◆ TASK PROMPT ◆
Pick each line that has "CohortConfig" out of the records.

◆ EXTRACTED INFORMATION ◆
-=-=-

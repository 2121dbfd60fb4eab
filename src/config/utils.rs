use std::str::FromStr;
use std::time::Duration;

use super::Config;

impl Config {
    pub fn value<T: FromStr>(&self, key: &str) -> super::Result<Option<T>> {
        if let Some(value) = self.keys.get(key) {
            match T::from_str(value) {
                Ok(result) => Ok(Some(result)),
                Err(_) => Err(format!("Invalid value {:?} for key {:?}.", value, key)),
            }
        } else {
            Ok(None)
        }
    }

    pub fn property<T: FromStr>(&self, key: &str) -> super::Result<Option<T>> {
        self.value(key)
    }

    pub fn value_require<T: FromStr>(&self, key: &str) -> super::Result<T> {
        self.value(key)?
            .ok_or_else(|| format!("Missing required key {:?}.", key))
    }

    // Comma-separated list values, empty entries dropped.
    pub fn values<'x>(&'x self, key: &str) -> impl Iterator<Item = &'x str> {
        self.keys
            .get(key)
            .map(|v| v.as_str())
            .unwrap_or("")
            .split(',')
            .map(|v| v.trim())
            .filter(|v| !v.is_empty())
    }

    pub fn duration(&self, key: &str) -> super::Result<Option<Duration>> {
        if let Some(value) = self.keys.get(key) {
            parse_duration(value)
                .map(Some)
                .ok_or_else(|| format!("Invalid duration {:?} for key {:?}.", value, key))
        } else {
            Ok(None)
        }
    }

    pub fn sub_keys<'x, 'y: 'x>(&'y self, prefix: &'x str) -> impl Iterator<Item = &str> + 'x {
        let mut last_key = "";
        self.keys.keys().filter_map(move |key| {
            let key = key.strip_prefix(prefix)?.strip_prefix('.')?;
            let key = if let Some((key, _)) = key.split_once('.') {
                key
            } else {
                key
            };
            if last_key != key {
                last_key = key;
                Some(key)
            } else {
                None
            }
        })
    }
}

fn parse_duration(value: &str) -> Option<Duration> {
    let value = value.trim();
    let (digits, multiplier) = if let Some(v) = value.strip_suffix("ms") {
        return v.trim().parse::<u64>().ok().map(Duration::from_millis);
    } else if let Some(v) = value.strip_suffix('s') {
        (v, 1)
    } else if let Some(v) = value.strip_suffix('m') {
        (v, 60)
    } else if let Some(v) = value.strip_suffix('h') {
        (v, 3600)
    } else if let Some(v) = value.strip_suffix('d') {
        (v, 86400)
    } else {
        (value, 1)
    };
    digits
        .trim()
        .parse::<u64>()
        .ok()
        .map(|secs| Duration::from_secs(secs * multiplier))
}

-=-=-

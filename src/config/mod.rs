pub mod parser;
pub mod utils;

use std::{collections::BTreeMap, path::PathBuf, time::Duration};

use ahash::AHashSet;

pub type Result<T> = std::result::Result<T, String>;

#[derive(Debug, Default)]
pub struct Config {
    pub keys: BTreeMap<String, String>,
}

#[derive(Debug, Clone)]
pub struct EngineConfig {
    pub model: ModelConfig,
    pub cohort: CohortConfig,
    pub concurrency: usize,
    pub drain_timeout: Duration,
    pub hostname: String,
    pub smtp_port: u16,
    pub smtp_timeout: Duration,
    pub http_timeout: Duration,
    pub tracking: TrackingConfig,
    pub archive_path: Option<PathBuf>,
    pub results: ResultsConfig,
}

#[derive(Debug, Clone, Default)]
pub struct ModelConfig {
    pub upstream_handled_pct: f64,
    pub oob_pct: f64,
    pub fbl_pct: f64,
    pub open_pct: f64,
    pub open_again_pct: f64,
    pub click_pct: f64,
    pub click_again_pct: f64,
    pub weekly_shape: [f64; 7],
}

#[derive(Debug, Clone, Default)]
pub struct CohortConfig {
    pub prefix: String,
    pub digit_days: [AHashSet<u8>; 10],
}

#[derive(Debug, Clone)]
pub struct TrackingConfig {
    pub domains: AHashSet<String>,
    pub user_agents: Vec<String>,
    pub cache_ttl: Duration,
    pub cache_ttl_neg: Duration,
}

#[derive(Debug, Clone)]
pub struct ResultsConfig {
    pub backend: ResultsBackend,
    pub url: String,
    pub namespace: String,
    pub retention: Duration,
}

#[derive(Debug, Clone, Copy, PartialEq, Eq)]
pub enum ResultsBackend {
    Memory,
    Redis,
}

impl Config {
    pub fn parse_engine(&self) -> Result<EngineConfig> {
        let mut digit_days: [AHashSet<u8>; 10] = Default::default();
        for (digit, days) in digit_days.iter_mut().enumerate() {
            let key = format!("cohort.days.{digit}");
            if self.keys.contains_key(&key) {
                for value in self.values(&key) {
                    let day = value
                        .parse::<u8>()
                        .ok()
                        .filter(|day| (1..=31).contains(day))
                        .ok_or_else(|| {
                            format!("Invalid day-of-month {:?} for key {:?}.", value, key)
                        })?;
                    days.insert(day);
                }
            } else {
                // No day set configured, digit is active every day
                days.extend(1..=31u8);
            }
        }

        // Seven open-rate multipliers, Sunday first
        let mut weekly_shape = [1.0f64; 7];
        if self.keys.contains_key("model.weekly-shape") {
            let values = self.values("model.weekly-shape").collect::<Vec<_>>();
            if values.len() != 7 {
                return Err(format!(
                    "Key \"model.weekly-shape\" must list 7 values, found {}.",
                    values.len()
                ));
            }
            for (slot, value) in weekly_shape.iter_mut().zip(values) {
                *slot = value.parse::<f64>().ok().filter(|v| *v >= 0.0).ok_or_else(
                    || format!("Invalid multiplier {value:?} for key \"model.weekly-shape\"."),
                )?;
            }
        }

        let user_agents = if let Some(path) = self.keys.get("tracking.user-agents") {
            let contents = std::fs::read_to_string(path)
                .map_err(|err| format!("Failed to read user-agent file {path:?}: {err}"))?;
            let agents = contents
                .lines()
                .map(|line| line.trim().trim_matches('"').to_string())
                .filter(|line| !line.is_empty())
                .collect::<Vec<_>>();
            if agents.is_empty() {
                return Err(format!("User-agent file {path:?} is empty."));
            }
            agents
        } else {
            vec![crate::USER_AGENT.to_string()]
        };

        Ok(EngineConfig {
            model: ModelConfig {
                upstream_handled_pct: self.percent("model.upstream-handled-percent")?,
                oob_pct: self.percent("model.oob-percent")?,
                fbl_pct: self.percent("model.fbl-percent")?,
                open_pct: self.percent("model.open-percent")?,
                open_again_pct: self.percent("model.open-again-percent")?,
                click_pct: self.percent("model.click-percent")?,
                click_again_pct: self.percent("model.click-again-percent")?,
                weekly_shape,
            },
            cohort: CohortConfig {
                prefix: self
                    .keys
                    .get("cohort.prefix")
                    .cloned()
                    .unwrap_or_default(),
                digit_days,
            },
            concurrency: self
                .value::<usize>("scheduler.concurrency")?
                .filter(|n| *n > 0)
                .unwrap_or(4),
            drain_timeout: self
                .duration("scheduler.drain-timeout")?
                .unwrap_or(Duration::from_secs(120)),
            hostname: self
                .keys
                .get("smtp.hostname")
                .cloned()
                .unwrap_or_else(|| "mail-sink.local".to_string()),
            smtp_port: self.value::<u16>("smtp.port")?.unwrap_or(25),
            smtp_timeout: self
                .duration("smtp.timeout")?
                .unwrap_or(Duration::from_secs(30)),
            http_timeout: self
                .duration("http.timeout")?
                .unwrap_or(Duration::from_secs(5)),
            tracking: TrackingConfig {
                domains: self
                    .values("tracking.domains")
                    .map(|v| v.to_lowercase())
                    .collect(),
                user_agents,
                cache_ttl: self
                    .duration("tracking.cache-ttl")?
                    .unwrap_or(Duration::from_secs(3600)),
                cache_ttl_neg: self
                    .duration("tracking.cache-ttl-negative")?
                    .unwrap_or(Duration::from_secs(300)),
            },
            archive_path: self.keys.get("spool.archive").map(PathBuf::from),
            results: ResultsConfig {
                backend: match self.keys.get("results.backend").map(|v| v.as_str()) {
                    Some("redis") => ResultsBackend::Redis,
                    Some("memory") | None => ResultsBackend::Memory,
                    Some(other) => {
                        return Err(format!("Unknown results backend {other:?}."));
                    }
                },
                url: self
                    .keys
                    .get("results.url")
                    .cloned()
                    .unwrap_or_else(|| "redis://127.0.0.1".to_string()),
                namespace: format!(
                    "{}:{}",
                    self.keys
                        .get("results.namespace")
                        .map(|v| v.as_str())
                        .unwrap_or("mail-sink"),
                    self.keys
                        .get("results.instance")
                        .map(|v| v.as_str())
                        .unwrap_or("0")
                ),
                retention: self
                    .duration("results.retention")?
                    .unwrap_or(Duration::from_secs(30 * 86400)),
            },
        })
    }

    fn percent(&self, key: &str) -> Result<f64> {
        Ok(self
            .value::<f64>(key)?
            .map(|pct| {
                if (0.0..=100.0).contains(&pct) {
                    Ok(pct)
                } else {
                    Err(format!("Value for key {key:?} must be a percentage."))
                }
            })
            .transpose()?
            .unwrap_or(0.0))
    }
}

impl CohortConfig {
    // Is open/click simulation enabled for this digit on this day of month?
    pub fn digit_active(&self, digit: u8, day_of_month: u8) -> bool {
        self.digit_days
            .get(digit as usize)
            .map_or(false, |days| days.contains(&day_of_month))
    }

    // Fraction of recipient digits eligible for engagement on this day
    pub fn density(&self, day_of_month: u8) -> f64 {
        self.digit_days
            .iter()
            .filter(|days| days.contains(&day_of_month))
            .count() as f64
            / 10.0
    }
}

-=-=-

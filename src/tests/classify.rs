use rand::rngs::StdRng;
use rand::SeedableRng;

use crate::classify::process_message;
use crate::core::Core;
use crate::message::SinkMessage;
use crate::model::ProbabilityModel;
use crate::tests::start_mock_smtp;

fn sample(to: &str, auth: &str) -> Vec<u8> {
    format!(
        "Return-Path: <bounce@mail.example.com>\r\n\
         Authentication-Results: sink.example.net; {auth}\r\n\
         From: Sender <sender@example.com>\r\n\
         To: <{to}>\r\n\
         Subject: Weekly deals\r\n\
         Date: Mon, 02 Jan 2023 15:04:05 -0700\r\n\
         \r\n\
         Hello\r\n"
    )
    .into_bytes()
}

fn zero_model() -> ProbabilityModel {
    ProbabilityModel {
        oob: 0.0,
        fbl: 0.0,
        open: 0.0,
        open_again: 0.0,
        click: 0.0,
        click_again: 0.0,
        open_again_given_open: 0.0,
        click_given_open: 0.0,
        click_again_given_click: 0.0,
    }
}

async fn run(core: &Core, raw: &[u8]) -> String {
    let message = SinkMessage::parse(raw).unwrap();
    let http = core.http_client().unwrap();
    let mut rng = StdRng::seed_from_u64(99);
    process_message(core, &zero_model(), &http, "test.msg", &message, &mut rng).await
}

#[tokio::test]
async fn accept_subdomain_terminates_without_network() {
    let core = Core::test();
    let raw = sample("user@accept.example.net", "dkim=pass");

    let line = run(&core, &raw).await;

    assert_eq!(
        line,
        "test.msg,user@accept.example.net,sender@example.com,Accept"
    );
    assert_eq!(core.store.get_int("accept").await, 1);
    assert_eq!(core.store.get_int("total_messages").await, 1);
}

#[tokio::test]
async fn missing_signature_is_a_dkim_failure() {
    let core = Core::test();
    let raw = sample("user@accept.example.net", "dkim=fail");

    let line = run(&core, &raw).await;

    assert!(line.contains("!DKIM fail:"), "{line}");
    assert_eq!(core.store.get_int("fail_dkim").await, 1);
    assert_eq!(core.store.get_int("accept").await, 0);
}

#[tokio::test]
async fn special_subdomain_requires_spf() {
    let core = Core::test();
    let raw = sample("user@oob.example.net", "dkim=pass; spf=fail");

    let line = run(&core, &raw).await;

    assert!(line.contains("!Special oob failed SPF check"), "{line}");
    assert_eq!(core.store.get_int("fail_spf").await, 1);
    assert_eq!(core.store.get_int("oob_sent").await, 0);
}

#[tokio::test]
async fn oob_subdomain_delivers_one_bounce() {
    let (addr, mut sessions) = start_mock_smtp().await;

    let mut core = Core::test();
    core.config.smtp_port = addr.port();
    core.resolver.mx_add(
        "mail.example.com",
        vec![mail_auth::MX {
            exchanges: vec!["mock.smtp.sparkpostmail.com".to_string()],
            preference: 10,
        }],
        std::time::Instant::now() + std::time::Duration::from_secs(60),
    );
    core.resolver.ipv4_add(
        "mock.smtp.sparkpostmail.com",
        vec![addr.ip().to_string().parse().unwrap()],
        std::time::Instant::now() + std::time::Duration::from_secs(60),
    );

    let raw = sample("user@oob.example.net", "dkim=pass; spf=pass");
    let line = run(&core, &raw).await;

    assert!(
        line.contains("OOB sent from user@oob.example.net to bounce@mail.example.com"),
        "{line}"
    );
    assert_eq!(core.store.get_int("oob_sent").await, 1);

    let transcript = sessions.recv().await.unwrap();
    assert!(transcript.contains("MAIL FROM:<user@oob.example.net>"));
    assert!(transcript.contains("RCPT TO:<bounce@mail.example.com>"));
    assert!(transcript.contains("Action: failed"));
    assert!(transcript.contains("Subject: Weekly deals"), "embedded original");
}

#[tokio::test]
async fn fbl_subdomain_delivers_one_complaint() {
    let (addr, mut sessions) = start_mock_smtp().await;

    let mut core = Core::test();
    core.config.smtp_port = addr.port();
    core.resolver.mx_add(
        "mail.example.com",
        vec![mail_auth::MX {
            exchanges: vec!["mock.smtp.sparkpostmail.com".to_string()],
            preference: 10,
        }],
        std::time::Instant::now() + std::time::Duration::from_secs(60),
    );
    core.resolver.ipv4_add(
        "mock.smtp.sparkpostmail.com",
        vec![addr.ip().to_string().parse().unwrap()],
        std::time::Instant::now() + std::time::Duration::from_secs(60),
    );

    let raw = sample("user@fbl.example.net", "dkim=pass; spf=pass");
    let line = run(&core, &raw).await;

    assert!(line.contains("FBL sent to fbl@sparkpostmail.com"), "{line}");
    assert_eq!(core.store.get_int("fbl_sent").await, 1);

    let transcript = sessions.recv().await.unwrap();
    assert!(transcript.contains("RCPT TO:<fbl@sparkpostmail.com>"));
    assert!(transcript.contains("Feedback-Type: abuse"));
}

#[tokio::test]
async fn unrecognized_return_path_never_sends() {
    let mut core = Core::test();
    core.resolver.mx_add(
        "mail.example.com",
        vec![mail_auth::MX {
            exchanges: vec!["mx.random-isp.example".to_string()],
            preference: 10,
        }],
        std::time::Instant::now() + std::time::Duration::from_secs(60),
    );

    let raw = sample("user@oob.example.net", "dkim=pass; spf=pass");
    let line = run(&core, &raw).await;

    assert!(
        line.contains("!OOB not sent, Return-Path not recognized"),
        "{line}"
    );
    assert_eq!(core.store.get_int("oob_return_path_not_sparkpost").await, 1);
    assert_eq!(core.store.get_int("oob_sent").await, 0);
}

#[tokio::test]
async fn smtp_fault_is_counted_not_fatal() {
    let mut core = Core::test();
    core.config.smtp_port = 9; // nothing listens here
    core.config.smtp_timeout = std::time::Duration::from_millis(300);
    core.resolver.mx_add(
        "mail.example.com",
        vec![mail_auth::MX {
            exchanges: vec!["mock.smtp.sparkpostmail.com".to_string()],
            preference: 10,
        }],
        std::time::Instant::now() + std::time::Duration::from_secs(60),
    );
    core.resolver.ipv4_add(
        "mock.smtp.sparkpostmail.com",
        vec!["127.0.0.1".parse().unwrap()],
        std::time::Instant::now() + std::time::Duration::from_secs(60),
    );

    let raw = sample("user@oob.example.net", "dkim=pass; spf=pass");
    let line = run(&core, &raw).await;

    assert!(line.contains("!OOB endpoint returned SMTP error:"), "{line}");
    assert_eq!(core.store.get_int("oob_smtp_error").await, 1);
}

-=-=-

◆ TASK RESPONSE ◆
    pub cohort: CohortConfig,
pub struct CohortConfig {
            cohort: CohortConfig {
impl CohortConfig {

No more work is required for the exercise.